注意すべき点は、交付決定を受けた後、速やかに着工したうえで、原則として2012年度中(2013年2月15日まで)に竣工しなければなりません。
ただし、登録が100戸以上となる大規模事業の場合には、1年間の延長が認められています。

申請から事業着手までの流れ

(2)申請様式

申請様式は、「サービス付き高齢者向け住宅情報提供システム」よりダウンロードが可能です。
サービス付き高齢者向け住宅整備事業に、補助金申請の詳細が記載されています。
申請書の添付資料は、下記の一覧のとおりです。提出書類は2部とし、これらのデータを保存したCD-R(申請書のファイル形式はエクセル、その他の添付資料はワード、エクセル、PDFファイルのいずれか)1枚を提出となっています。

申請書 添付資料一覧

運用上の留意点

(1)「参考契約書」の活用ポイント

国土交通省と厚生労働省は、「サービス付き高齢者向け住宅事業の登録制度に係る参考とすべき入居契約書」(参考契約書)を公表しています。
入居者の安否確認および生活相談サービスの契約と建物の賃貸契約が一体化しているのが特徴です。
次に掲げた「入居契約の登録基準適合性チェックリスト」の各項目をみると、建物の賃貸契約について、きめ細かい対応が求められています。

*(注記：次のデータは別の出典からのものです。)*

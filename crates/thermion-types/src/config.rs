// Copyright (c) 2025 SOLARE S.R.O.
//
// This file is part of ThermION.
//
// Licensed under the Creative Commons Attribution-NonCommercial-NoDerivatives 4.0 International
// (CC BY-NC-ND 4.0). You may use and share this file for non-commercial purposes only and you may not
// create derivatives. See <https://creativecommons.org/licenses/by-nc-nd/4.0/>.
//
// This software is provided "AS IS", without warranty of any kind.
//
// For commercial licensing, please contact: info@solare.cz

use serde::{Deserialize, Serialize};

use crate::error::ConfigError;

// ============= Engine Configuration =============

/// Acceptable indoor temperature range for one occupancy state
#[derive(Debug, Clone, Copy, PartialEq, Serialize, Deserialize)]
pub struct ComfortBand {
    pub lower_c: f32,
    pub upper_c: f32,
}

impl ComfortBand {
    pub fn new(lower_c: f32, upper_c: f32) -> Self {
        Self { lower_c, upper_c }
    }

    /// Band width in degrees
    pub fn span(&self) -> f32 {
        self.upper_c - self.lower_c
    }

    /// Copy with lower/upper swapped if they arrive inverted
    ///
    /// Malformed bands are a caller bug, but propagating an inverted band
    /// would flip the price interpolation direction, so the engine repairs
    /// instead of trusting.
    pub fn normalized(self) -> Self {
        if self.lower_c < self.upper_c {
            self
        } else {
            Self {
                lower_c: self.upper_c,
                upper_c: self.lower_c,
            }
        }
    }
}

/// Central configuration for one decision cycle
///
/// Immutable per cycle; the configuration collaborator reloads and
/// re-validates it on settings changes.
#[derive(Debug, Clone, Serialize, Deserialize)]
pub struct EngineConfig {
    pub comfort: ComfortConfig,
    #[serde(rename = "setpoints")]
    pub limits: SetpointLimits,
    #[serde(default)]
    pub preheat: PreheatConfig,
    #[serde(default)]
    pub coast: CoastConfig,
    #[serde(default)]
    pub safety: SafetyConfig,
    #[serde(default)]
    pub dhw: DhwConfig,
    #[serde(default)]
    pub thermal: ThermalConstants,
}

/// Comfort bands per occupancy state
#[derive(Debug, Clone, Serialize, Deserialize)]
pub struct ComfortConfig {
    pub occupied: ComfortBand,
    pub away: ComfortBand,
}

impl Default for ComfortConfig {
    fn default() -> Self {
        Self {
            occupied: ComfortBand::new(20.0, 21.5),
            away: ComfortBand::new(17.0, 19.0),
        }
    }
}

/// Hard setpoint limits and hardware step size
#[derive(Debug, Clone, Serialize, Deserialize)]
pub struct SetpointLimits {
    /// Absolute minimum dispatchable setpoint
    pub min_setpoint_c: f32,

    /// Absolute maximum dispatchable setpoint
    pub max_setpoint_c: f32,

    /// Hardware setpoint granularity; targets are rounded to multiples
    /// Default: 0.5 degC (typical heat pump register resolution)
    #[serde(default = "default_step")]
    pub step_c: f32,

    /// Optional ramp limit per dispatched change
    #[serde(default)]
    pub max_delta_per_change_c: Option<f32>,
}

impl Default for SetpointLimits {
    fn default() -> Self {
        Self {
            min_setpoint_c: 16.0,
            max_setpoint_c: 23.0,
            step_c: default_step(),
            max_delta_per_change_c: None,
        }
    }
}

/// Preheat behaviour ahead of expensive periods
#[derive(Debug, Clone, Serialize, Deserialize)]
pub struct PreheatConfig {
    #[serde(default = "default_true")]
    pub enabled: bool,

    /// Price window length considered by the decision engine (hours)
    /// Default: 8
    #[serde(default = "default_preheat_horizon")]
    pub horizon_hours: u32,

    /// Percentile at or below which preheating is considered (0-100)
    #[serde(default = "default_preheat_cheap_percentile")]
    pub cheap_percentile: f32,

    /// Preheat only when it is at least this cold outside
    /// Default: 5 degC (above that the building barely loses heat)
    #[serde(default = "default_preheat_outdoor_below")]
    pub outdoor_below_c: f32,

    /// How far above the comfort band upper bound to bank heat
    #[serde(default = "default_preheat_margin")]
    pub margin_c: f32,
}

impl Default for PreheatConfig {
    fn default() -> Self {
        Self {
            enabled: default_true(),
            horizon_hours: default_preheat_horizon(),
            cheap_percentile: default_preheat_cheap_percentile(),
            outdoor_below_c: default_preheat_outdoor_below(),
            margin_c: default_preheat_margin(),
        }
    }
}

/// Coasting behaviour during expensive periods
#[derive(Debug, Clone, Serialize, Deserialize)]
pub struct CoastConfig {
    /// Percentile at or above which coasting is considered (0-100)
    /// Default: 70
    #[serde(default = "default_coast_percentile")]
    pub expensive_percentile: f32,

    /// Margin kept above the comfort band lower bound while coasting
    #[serde(default = "default_coast_margin")]
    pub margin_c: f32,

    /// Minimum indoor buffer above the lower bound required to coast
    #[serde(default = "default_coast_buffer")]
    pub min_buffer_c: f32,
}

impl Default for CoastConfig {
    fn default() -> Self {
        Self {
            expensive_percentile: default_coast_percentile(),
            margin_c: default_coast_margin(),
            min_buffer_c: default_coast_buffer(),
        }
    }
}

/// Anti-cycling and cold-snap safety parameters
#[derive(Debug, Clone, Serialize, Deserialize)]
pub struct SafetyConfig {
    /// Minimum delta for a setpoint change to be significant (hysteresis)
    /// Default: 0.3 degC
    #[serde(default = "default_deadband")]
    pub deadband_c: f32,

    /// Minimum minutes between two dispatched changes on one channel
    /// Default: 15
    #[serde(default = "default_min_change_minutes")]
    pub min_change_interval_minutes: u32,

    /// Outdoor temperature at or below which the extreme-weather floor applies
    /// Default: -15 degC
    #[serde(default = "default_extreme_outdoor")]
    pub extreme_weather_outdoor_c: f32,

    /// Setpoint floor applied during extreme weather, price logic ignored
    /// Default: 20 degC
    #[serde(default = "default_extreme_floor")]
    pub extreme_weather_min_c: f32,

    /// Margin above the upper bound used when recovering from a comfort breach
    #[serde(default = "default_recovery_margin")]
    pub recovery_margin_c: f32,
}

impl Default for SafetyConfig {
    fn default() -> Self {
        Self {
            deadband_c: default_deadband(),
            min_change_interval_minutes: default_min_change_minutes(),
            extreme_weather_outdoor_c: default_extreme_outdoor(),
            extreme_weather_min_c: default_extreme_floor(),
            recovery_margin_c: default_recovery_margin(),
        }
    }
}

/// Domestic hot water scheduling parameters
#[derive(Debug, Clone, Serialize, Deserialize)]
pub struct DhwConfig {
    /// Price window length for tank decisions (hours). Default: 12
    #[serde(default = "default_dhw_horizon")]
    pub horizon_hours: u32,

    /// Percentile at or below which the tank heats immediately
    #[serde(default = "default_dhw_heat_now_percentile")]
    pub heat_now_percentile: f32,

    /// Percentile at or above which heating is deferred
    #[serde(default = "default_dhw_delay_percentile")]
    pub delay_percentile: f32,

    /// Nominal tank setpoint
    #[serde(default = "default_tank_target")]
    pub tank_target_c: f32,

    /// Legionella-safe tank floor
    #[serde(default = "default_tank_min")]
    pub tank_min_c: f32,

    /// Hardware tank ceiling
    #[serde(default = "default_tank_max")]
    pub tank_max_c: f32,

    /// Extra degrees banked during very cheap hours
    #[serde(default = "default_tank_boost")]
    pub cheap_boost_c: f32,

    /// Degrees shaved off during very expensive hours
    #[serde(default = "default_tank_drop")]
    pub expensive_drop_c: f32,
}

impl Default for DhwConfig {
    fn default() -> Self {
        Self {
            horizon_hours: default_dhw_horizon(),
            heat_now_percentile: default_dhw_heat_now_percentile(),
            delay_percentile: default_dhw_delay_percentile(),
            tank_target_c: default_tank_target(),
            tank_min_c: default_tank_min(),
            tank_max_c: default_tank_max(),
            cheap_boost_c: default_tank_boost(),
            expensive_drop_c: default_tank_drop(),
        }
    }
}

/// Seed values and learning bounds for the thermal model
#[derive(Debug, Clone, Serialize, Deserialize)]
pub struct ThermalConstants {
    /// Initial heating rate before any learning (degC/hour at full output)
    #[serde(default = "default_heating_rate")]
    pub initial_heating_rate: f32,

    /// Initial cooling rate before any learning (degC/hour towards outdoor)
    #[serde(default = "default_cooling_rate")]
    pub initial_cooling_rate: f32,

    /// Initial thermal mass damping factor (0-1, higher = slower response)
    #[serde(default = "default_thermal_mass")]
    pub initial_thermal_mass: f32,

    /// Maximum per-update nudge applied to learned rates
    #[serde(default = "default_learning_step")]
    pub max_learning_step: f32,

    /// Minimum historical samples before recalibration runs
    /// Default: 48 (two days of hourly records)
    #[serde(default = "default_min_calibration_samples")]
    pub min_calibration_samples: usize,

    /// Weight of the freshly computed responsiveness factor in the blend
    /// Default: 0.3 (new = old * 0.7 + computed * 0.3)
    #[serde(default = "default_calibration_blend")]
    pub calibration_blend: f32,

    /// Rolling telemetry window capacity (samples)
    #[serde(default = "default_history_capacity")]
    pub history_capacity: usize,
}

impl Default for ThermalConstants {
    fn default() -> Self {
        Self {
            initial_heating_rate: default_heating_rate(),
            initial_cooling_rate: default_cooling_rate(),
            initial_thermal_mass: default_thermal_mass(),
            max_learning_step: default_learning_step(),
            min_calibration_samples: default_min_calibration_samples(),
            calibration_blend: default_calibration_blend(),
            history_capacity: default_history_capacity(),
        }
    }
}

// Default value functions for serde
fn default_true() -> bool {
    true
}
fn default_step() -> f32 {
    0.5
}
fn default_preheat_horizon() -> u32 {
    8
}
fn default_preheat_cheap_percentile() -> f32 {
    25.0
}
fn default_preheat_outdoor_below() -> f32 {
    5.0
}
fn default_preheat_margin() -> f32 {
    0.5
}
fn default_coast_percentile() -> f32 {
    70.0
}
fn default_coast_margin() -> f32 {
    0.1
}
fn default_coast_buffer() -> f32 {
    0.2
}
fn default_deadband() -> f32 {
    0.3
}
fn default_min_change_minutes() -> u32 {
    15
}
fn default_extreme_outdoor() -> f32 {
    -15.0
}
fn default_extreme_floor() -> f32 {
    20.0
}
fn default_recovery_margin() -> f32 {
    0.2
}
fn default_dhw_horizon() -> u32 {
    12
}
fn default_dhw_heat_now_percentile() -> f32 {
    25.0
}
fn default_dhw_delay_percentile() -> f32 {
    75.0
}
fn default_tank_target() -> f32 {
    50.0
}
fn default_tank_min() -> f32 {
    45.0
}
fn default_tank_max() -> f32 {
    60.0
}
fn default_tank_boost() -> f32 {
    5.0
}
fn default_tank_drop() -> f32 {
    3.0
}
fn default_heating_rate() -> f32 {
    1.5
}
fn default_cooling_rate() -> f32 {
    0.4
}
fn default_thermal_mass() -> f32 {
    0.5
}
fn default_learning_step() -> f32 {
    0.05
}
fn default_min_calibration_samples() -> usize {
    48
}
fn default_calibration_blend() -> f32 {
    0.3
}
fn default_history_capacity() -> usize {
    672
}

impl Default for EngineConfig {
    fn default() -> Self {
        Self {
            comfort: ComfortConfig::default(),
            limits: SetpointLimits::default(),
            preheat: PreheatConfig::default(),
            coast: CoastConfig::default(),
            safety: SafetyConfig::default(),
            dhw: DhwConfig::default(),
            thermal: ThermalConstants::default(),
        }
    }
}

impl EngineConfig {
    /// Validate invariants the decision engine relies on
    pub fn validate(&self) -> Result<(), ConfigError> {
        for band in [self.comfort.occupied, self.comfort.away] {
            if band.lower_c >= band.upper_c {
                return Err(ConfigError::InvertedComfortBand {
                    lower_c: band.lower_c,
                    upper_c: band.upper_c,
                });
            }
        }
        if self.limits.min_setpoint_c >= self.limits.max_setpoint_c {
            return Err(ConfigError::InvertedSetpointLimits {
                min_c: self.limits.min_setpoint_c,
                max_c: self.limits.max_setpoint_c,
            });
        }
        if self.limits.step_c <= 0.0 {
            return Err(ConfigError::NonPositiveStep(self.limits.step_c));
        }
        if self.safety.deadband_c < 0.0 {
            return Err(ConfigError::NegativeDeadband(self.safety.deadband_c));
        }
        if self.preheat.horizon_hours == 0 {
            return Err(ConfigError::EmptyPreheatHorizon(self.preheat.horizon_hours));
        }
        if self.dhw.tank_min_c >= self.dhw.tank_max_c {
            return Err(ConfigError::InvertedTankLimits {
                min_c: self.dhw.tank_min_c,
                max_c: self.dhw.tank_max_c,
            });
        }
        Ok(())
    }

    /// Defensively repaired copy: swapped comfort bands and setpoint
    /// limits, non-negative deadband, positive step
    ///
    /// Used by the engine at the top of each cycle so a malformed config
    /// degrades to a sane decision instead of an inverted interpolation.
    pub fn normalized(&self) -> Self {
        let mut cfg = self.clone();
        cfg.comfort.occupied = cfg.comfort.occupied.normalized();
        cfg.comfort.away = cfg.comfort.away.normalized();
        if cfg.limits.min_setpoint_c > cfg.limits.max_setpoint_c {
            std::mem::swap(&mut cfg.limits.min_setpoint_c, &mut cfg.limits.max_setpoint_c);
        }
        if cfg.limits.step_c <= 0.0 {
            cfg.limits.step_c = default_step();
        }
        if cfg.safety.deadband_c < 0.0 {
            cfg.safety.deadband_c = 0.0;
        }
        cfg
    }
}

サービス付き高齢者向け住宅の入居契約の登録基準適合性に関するチェックリスト

(2)指導監督と罰則の強化

「高齢者住まい法」の2011年改正においては、新たに「サービス付き高齢者向け住宅」制度が創設されたことと併せ、行政による指導監督と罰則が強化されました。
改正前の同法では、「高齢者円滑入居賃貸住宅(高円賃)」「高齢者専用賃貸住宅(高専賃)」「高齢者向け優良賃貸住宅(高優賃)」の3つの類型がありましたが、新制度では立入検査や質問を可能としたほか罰則を強化し、高専賃の場合は、都道府県の報告などに応じない事業者に対する過料が10万円以下だったのに対して、現行の改正法は30万円以下の罰金が科せられることと定められています。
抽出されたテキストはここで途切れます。